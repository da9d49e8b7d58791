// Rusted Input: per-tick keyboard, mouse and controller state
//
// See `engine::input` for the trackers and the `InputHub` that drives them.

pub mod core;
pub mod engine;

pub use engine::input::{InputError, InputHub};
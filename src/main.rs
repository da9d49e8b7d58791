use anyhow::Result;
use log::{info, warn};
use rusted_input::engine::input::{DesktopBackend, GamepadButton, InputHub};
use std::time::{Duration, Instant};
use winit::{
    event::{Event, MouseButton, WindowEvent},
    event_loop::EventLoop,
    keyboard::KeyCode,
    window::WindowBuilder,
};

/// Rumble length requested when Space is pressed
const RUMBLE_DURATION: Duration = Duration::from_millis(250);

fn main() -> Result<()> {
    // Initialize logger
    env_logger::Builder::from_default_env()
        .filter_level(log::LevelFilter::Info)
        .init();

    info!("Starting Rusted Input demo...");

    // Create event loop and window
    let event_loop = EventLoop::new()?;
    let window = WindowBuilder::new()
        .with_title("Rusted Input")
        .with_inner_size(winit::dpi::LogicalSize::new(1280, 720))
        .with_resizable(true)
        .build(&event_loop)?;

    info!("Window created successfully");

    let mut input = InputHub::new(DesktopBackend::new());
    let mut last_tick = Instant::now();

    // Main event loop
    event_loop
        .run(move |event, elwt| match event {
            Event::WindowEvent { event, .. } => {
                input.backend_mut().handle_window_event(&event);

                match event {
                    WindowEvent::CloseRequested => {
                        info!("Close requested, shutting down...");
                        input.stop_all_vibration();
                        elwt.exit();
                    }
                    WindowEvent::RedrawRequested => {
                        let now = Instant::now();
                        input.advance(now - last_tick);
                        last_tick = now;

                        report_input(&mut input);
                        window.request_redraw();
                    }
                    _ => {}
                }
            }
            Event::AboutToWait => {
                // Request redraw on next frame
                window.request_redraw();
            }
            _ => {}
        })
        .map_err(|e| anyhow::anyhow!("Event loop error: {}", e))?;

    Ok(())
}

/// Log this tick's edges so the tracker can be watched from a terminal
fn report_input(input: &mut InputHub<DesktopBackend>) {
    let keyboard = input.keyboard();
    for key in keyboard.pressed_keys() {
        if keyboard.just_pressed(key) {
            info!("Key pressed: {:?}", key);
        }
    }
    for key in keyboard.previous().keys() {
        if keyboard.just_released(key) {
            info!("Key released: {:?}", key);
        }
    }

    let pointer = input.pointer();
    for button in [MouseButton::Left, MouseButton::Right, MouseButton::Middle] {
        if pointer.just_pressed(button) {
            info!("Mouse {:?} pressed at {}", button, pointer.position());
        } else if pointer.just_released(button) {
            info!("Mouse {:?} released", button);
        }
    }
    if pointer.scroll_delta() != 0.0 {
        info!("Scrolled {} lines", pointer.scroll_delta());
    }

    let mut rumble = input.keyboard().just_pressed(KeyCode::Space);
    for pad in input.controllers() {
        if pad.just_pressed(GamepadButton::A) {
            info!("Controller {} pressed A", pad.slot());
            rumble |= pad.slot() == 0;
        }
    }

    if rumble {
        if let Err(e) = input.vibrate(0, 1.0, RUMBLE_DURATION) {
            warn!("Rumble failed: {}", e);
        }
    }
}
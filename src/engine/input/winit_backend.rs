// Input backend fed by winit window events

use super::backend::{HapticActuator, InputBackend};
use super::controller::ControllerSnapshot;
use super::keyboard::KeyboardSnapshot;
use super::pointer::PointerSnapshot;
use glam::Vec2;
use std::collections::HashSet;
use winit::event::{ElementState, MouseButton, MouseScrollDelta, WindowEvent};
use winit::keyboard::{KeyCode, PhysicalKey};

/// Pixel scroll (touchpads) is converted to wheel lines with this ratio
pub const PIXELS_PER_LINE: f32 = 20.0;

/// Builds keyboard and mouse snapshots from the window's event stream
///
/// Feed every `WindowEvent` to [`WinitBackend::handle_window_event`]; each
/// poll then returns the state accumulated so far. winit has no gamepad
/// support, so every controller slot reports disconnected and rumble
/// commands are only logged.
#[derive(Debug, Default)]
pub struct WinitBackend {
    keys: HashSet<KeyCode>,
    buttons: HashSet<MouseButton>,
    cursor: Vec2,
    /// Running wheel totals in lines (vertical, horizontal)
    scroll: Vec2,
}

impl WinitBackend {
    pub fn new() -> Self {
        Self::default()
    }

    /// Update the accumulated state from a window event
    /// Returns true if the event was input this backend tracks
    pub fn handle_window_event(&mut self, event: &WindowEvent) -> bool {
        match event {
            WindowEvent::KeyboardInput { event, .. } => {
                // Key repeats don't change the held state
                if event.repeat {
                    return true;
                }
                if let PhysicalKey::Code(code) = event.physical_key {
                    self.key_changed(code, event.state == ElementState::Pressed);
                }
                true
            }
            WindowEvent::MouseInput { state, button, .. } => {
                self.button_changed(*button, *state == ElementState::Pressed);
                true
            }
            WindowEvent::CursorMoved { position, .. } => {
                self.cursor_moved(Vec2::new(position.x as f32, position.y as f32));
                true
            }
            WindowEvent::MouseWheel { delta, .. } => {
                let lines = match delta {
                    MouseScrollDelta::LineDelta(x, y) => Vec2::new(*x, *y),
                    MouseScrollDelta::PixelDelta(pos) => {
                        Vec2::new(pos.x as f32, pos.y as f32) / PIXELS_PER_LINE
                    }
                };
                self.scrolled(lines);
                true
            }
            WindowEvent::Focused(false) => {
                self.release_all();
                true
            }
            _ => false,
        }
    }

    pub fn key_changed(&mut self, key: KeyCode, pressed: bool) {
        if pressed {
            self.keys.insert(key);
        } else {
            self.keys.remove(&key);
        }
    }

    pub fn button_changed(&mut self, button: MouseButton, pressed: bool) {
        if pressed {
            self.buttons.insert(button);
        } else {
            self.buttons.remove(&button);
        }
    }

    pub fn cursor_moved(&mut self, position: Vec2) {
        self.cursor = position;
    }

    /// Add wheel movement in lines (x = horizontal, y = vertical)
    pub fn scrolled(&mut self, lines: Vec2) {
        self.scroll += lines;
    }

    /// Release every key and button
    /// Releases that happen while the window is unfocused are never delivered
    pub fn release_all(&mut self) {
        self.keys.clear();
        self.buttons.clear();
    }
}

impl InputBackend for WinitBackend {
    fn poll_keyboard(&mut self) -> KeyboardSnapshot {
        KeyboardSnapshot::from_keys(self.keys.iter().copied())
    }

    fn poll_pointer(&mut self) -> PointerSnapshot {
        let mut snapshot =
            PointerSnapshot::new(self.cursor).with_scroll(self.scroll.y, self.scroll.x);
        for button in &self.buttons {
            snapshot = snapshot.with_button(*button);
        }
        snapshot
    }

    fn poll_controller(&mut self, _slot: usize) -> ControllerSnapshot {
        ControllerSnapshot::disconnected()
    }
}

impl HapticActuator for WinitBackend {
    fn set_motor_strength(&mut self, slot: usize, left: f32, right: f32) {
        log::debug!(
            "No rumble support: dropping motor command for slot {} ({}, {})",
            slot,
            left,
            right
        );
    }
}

——————

WORK TO COMPLETE - Give the records above again in full, keeping every character unchanged.

WRITTEN REPLY -
repository da9d49e8b7d58791
// Rusted Input: per-tick keyboard, mouse and controller state
//
// See `engine::input` for the trackers and the `InputHub` that drives them.

pub mod core;
pub mod engine;

pub use engine::input::{InputError, InputHub};
filename src/main.rs
repository da9d49e8b7d58791
use anyhow::Result;
use log::{info, warn};
use rusted_input::engine::input::{DesktopBackend, GamepadButton, InputHub};
use std::time::{Duration, Instant};
use winit::{
    event::{Event, MouseButton, WindowEvent},
    event_loop::EventLoop,
    keyboard::KeyCode,
    window::WindowBuilder,
};

/// Rumble length requested when Space is pressed
const RUMBLE_DURATION: Duration = Duration::from_millis(250);

fn main() -> Result<()> {
    // Initialize logger
    env_logger::Builder::from_default_env()
        .filter_level(log::LevelFilter::Info)
        .init();

    info!("Starting Rusted Input demo...");

    // Create event loop and window
    let event_loop = EventLoop::new()?;
    let window = WindowBuilder::new()
        .with_title("Rusted Input")
        .with_inner_size(winit::dpi::LogicalSize::new(1280, 720))
        .with_resizable(true)
        .build(&event_loop)?;

    info!("Window created successfully");

    let mut input = InputHub::new(DesktopBackend::new());
    let mut last_tick = Instant::now();

    // Main event loop
    event_loop
        .run(move |event, elwt| match event {
            Event::WindowEvent { event, .. } => {
                input.backend_mut().handle_window_event(&event);

                match event {
                    WindowEvent::CloseRequested => {
                        info!("Close requested, shutting down...");
                        input.stop_all_vibration();
                        elwt.exit();
                    }
                    WindowEvent::RedrawRequested => {
                        let now = Instant::now();
                        input.advance(now - last_tick);
                        last_tick = now;

                        report_input(&mut input);
                        window.request_redraw();
                    }
                    _ => {}
                }
            }
            Event::AboutToWait => {
                // Request redraw on next frame
                window.request_redraw();
            }
            _ => {}
        })
        .map_err(|e| anyhow::anyhow!("Event loop error: {}", e))?;

    Ok(())
}

/// Log this tick's edges so the tracker can be watched from a terminal
fn report_input(input: &mut InputHub<DesktopBackend>) {
    let keyboard = input.keyboard();
    for key in keyboard.pressed_keys() {
        if keyboard.just_pressed(key) {
            info!("Key pressed: {:?}", key);
        }
    }
    for key in keyboard.previous().keys() {
        if keyboard.just_released(key) {
            info!("Key released: {:?}", key);
        }
    }

    let pointer = input.pointer();
    for button in [MouseButton::Left, MouseButton::Right, MouseButton::Middle] {
        if pointer.just_pressed(button) {
            info!("Mouse {:?} pressed at {}", button, pointer.position());
        } else if pointer.just_released(button) {
            info!("Mouse {:?} released", button);
        }
    }
    if pointer.scroll_delta() != 0.0 {
        info!("Scrolled {} lines", pointer.scroll_delta());
    }

    let mut rumble = input.keyboard().just_pressed(KeyCode::Space);
    for pad in input.controllers() {
        if pad.just_pressed(GamepadButton::A) {
            info!("Controller {} pressed A", pad.slot());
            rumble |= pad.slot() == 0;
        }
    }

    if rumble {
        if let Err(e) = input.vibrate(0, 1.0, RUMBLE_DURATION) {
            warn!("Rumble failed: {}", e);
        }
    }
}
filename src/engine/input/winit_backend.rs
// Input backend fed by winit window events

use super::backend::{HapticActuator, InputBackend};
use super::controller::ControllerSnapshot;
use super::keyboard::KeyboardSnapshot;
use super::pointer::PointerSnapshot;
use glam::Vec2;
use std::collections::HashSet;
use winit::event::{ElementState, MouseButton, MouseScrollDelta, WindowEvent};
use winit::keyboard::{KeyCode, PhysicalKey};

/// Pixel scroll (touchpads) is converted to wheel lines with this ratio
pub const PIXELS_PER_LINE: f32 = 20.0;

/// Builds keyboard and mouse snapshots from the window's event stream
///
/// Feed every `WindowEvent` to [`WinitBackend::handle_window_event`]; each
/// poll then returns the state accumulated so far. winit has no gamepad
/// support, so every controller slot reports disconnected and rumble
/// commands are only logged.
#[derive(Debug, Default)]
pub struct WinitBackend {
    keys: HashSet<KeyCode>,
    buttons: HashSet<MouseButton>,
    cursor: Vec2,
    /// Running wheel totals in lines (vertical, horizontal)
    scroll: Vec2,
}

impl WinitBackend {
    pub fn new() -> Self {
        Self::default()
    }

    /// Update the accumulated state from a window event
    /// Returns true if the event was input this backend tracks
    pub fn handle_window_event(&mut self, event: &WindowEvent) -> bool {
        match event {
            WindowEvent::KeyboardInput { event, .. } => {
                // Key repeats don't change the held state
                if event.repeat {
                    return true;
                }
                if let PhysicalKey::Code(code) = event.physical_key {
                    self.key_changed(code, event.state == ElementState::Pressed);
                }
                true
            }
            WindowEvent::MouseInput { state, button, .. } => {
                self.button_changed(*button, *state == ElementState::Pressed);
                true
            }
            WindowEvent::CursorMoved { position, .. } => {
                self.cursor_moved(Vec2::new(position.x as f32, position.y as f32));
                true
            }
            WindowEvent::MouseWheel { delta, .. } => {
                let lines = match delta {
                    MouseScrollDelta::LineDelta(x, y) => Vec2::new(*x, *y),
                    MouseScrollDelta::PixelDelta(pos) => {
                        Vec2::new(pos.x as f32, pos.y as f32) / PIXELS_PER_LINE
                    }
                };
                self.scrolled(lines);
                true
            }
            WindowEvent::Focused(false) => {
                self.release_all();
                true
            }
            _ => false,
        }
    }

    pub fn key_changed(&mut self, key: KeyCode, pressed: bool) {
        if pressed {
            self.keys.insert(key);
        } else {
            self.keys.remove(&key);
        }
    }

    pub fn button_changed(&mut self, button: MouseButton, pressed: bool) {
        if pressed {
            self.buttons.insert(button);
        } else {
            self.buttons.remove(&button);
        }
    }

    pub fn cursor_moved(&mut self, position: Vec2) {
        self.cursor = position;
    }

    /// Add wheel movement in lines (x = horizontal, y = vertical)
    pub fn scrolled(&mut self, lines: Vec2) {
        self.scroll += lines;
    }

    /// Release every key and button
    /// Releases that happen while the window is unfocused are never delivered
    pub fn release_all(&mut self) {
        self.keys.clear();
        self.buttons.clear();
    }
}

impl InputBackend for WinitBackend {
    fn poll_keyboard(&mut self) -> KeyboardSnapshot {
        KeyboardSnapshot::from_keys(self.keys.iter().copied())
    }

    fn poll_pointer(&mut self) -> PointerSnapshot {
        let mut snapshot =
            PointerSnapshot::new(self.cursor).with_scroll(self.scroll.y, self.scroll.x);
        for button in &self.buttons {
            snapshot = snapshot.with_button(*button);
        }
        snapshot
    }

    fn poll_controller(&mut self, _slot: usize) -> ControllerSnapshot {
        ControllerSnapshot::disconnected()
    }
}

impl HapticActuator for WinitBackend {
    fn set_motor_strength(&mut self, slot: usize, left: f32, right: f32) {
        log::debug!(
            "No rumble support: dropping motor command for slot {} ({}, {})",
            slot,
            left,
            right
        );
    }
}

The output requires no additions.